Kamis, 04 April 2013

LAHIRNYA SOSIOLOGI KOMUNIKASI

 Asal mula kajian komunikasi dalam sosiologi bermula dari akar tradisi pemikiran Karl Marx, dimana Marx sendiri adalah masuk sebagai pendiri sosiologi yang beraliran jerman sementara Claude Henry Saint-Simon, Auguste Comte, dan Emile Durkheim merupakan nama-nama para ahli sosiologi yang beraliran Perancis.
 Sejarah sosiologi komunikasi menempuh dua jalur. Kajian dan sumbangan pemikiran Auguste Comte, Talcott Parson dan Robert K. Merton merupakan sumbangan paradigma fungsional bagi lahirnya teori-teori komunikasi yang beraliran struktural fungsional. Sedangkan sumbangan-sumbangan pemikiran Karl Marx dan Habermas menyumbangkan paradigma konflik bagi lahirnya teori-teori kritis dalam kajian komunikasi.
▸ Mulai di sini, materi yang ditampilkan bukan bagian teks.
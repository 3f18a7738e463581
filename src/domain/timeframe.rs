use crate::error::CycleGuardError;
use chrono::{DateTime, Utc};
use serde::{Deserialize, Serialize};
use std::str::FromStr;

/// Candle granularity
#[derive(Debug, Clone, Copy, PartialEq, Eq, Hash, Serialize, Deserialize)]
#[serde(try_from = "String", into = "String")]
pub enum Timeframe {
    M1,
    M3,
    M5,
    M15,
    M30,
    H1,
    H2,
    H4,
    D1,
}

impl Timeframe {
    pub fn as_str(&self) -> &'static str {
        match self {
            Timeframe::M1 => "1m",
            Timeframe::M3 => "3m",
            Timeframe::M5 => "5m",
            Timeframe::M15 => "15m",
            Timeframe::M30 => "30m",
            Timeframe::H1 => "1h",
            Timeframe::H2 => "2h",
            Timeframe::H4 => "4h",
            Timeframe::D1 => "1d",
        }
    }

    /// Window length in seconds
    pub fn seconds(&self) -> i64 {
        match self {
            Timeframe::M1 => 60,
            Timeframe::M3 => 180,
            Timeframe::M5 => 300,
            Timeframe::M15 => 900,
            Timeframe::M30 => 1_800,
            Timeframe::H1 => 3_600,
            Timeframe::H2 => 7_200,
            Timeframe::H4 => 14_400,
            Timeframe::D1 => 86_400,
        }
    }

    /// Start of the candle containing `epoch_secs`
    pub fn align_secs(&self, epoch_secs: i64) -> i64 {
        let window = self.seconds();
        epoch_secs.div_euclid(window) * window
    }

    /// Start of the candle containing `at`, in epoch seconds
    pub fn align(&self, at: DateTime<Utc>) -> i64 {
        self.align_secs(at.timestamp())
    }
}

impl std::fmt::Display for Timeframe {
    fn fmt(&self, f: &mut std::fmt::Formatter<'_>) -> std::fmt::Result {
        write!(f, "{}", self.as_str())
    }
}

impl FromStr for Timeframe {
    type Err = CycleGuardError;

    fn from_str(s: &str) -> Result<Self, Self::Err> {
        match s.trim() {
            "1m" => Ok(Timeframe::M1),
            "3m" => Ok(Timeframe::M3),
            "5m" => Ok(Timeframe::M5),
            "15m" => Ok(Timeframe::M15),
            "30m" => Ok(Timeframe::M30),
            "1h" | "60m" => Ok(Timeframe::H1),
            "2h" => Ok(Timeframe::H2),
            "4h" => Ok(Timeframe::H4),
            "1d" | "24h" => Ok(Timeframe::D1),
            other => Err(CycleGuardError::InvalidTimeframe(other.to_string())),
        }
    }
}

impl TryFrom<String> for Timeframe {
    type Error = CycleGuardError;

    fn try_from(s: String) -> Result<Self, Self::Error> {
        s.parse()
    }
}

impl From<Timeframe> for String {
    fn from(tf: Timeframe) -> Self {
        tf.as_str().to_string()
    }
}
 Sosiologi sejak semula telah menaruh perhatian pada masalah-masalah yang ada hubungan dengan interaksi sosial antara seseorang dan orang lainnya. Apa yang disebut oleh Comte dengan ”Social Dynamic”, kesadaran Kolektif” oleh durkheim dan interaksi Sosial Oleh Marx serta ”tindakan komunikatif” dan ”teori komunikasi” oleh Habernas adalah awal mula lahirnya perspektif sosiologi komunikasi. Bahkan melihat kenyataan semacam itu, maka sebenarnya gagasan-gagasan perspektif sosiologi komunikasi telah ada bersamaan dengan lahirnya sosiologi itu sendiri baik dalam perspektif struktural fungsional maupun dalam perspektif konflik.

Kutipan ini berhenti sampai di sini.